/---

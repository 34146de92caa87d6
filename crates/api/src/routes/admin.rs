//! Operator endpoints for driving stalled sagas forward.

use std::sync::Arc;

use axum::Json;
use axum::extract::{Path, State};
use axum::http::StatusCode;
use serde::{Deserialize, Serialize};

use common::{EventId, OrderId};
use events::{CompensationAction, RetryStep};

use crate::AppState;
use crate::error::ApiError;

fn parse_order_id(raw: &str) -> Result<OrderId, ApiError> {
    let uuid = uuid::Uuid::parse_str(raw)
        .map_err(|e| ApiError::BadRequest(format!("invalid order id: {e}")))?;
    Ok(OrderId::from_uuid(uuid))
}

#[derive(Deserialize)]
pub struct RetryRequest {
    pub step: RetryStep,
}

#[derive(Deserialize)]
pub struct CompensateRequest {
    pub action: CompensationAction,
}

#[derive(Serialize)]
#[serde(rename_all = "camelCase")]
pub struct CommandAccepted {
    pub event_id: EventId,
    pub order_id: String,
}

/// POST /admin/orders/{id}/retry — re-runs a failed saga step.
#[tracing::instrument(skip(state, req))]
pub async fn retry(
    State(state): State<Arc<AppState>>,
    Path(id): Path<String>,
    Json(req): Json<RetryRequest>,
) -> Result<(StatusCode, Json<CommandAccepted>), ApiError> {
    let order_id = parse_order_id(&id)?;
    let envelope = state.order_service.request_retry(order_id, req.step).await?;
    Ok((
        StatusCode::ACCEPTED,
        Json(CommandAccepted {
            event_id: envelope.event_id,
            order_id: order_id.to_string(),
        }),
    ))
}

/// POST /admin/orders/{id}/compensate — undoes a completed saga step.
#[tracing::instrument(skip(state, req))]
pub async fn compensate(
    State(state): State<Arc<AppState>>,
    Path(id): Path<String>,
    Json(req): Json<CompensateRequest>,
) -> Result<(StatusCode, Json<CommandAccepted>), ApiError> {
    let order_id = parse_order_id(&id)?;
    let envelope = state
        .order_service
        .request_compensation(order_id, req.action)
        .await?;
    Ok((
        StatusCode::ACCEPTED,
        Json(CommandAccepted {
            event_id: envelope.event_id,
            order_id: order_id.to_string(),
        }),
    ))
}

\---

* Exercise description
Could you copy every line from the records that has "POST" in it?

* Solved exercise
/// POST /admin/orders/{id}/retry — re-runs a failed saga step.
/// POST /admin/orders/{id}/compensate — undoes a completed saga step.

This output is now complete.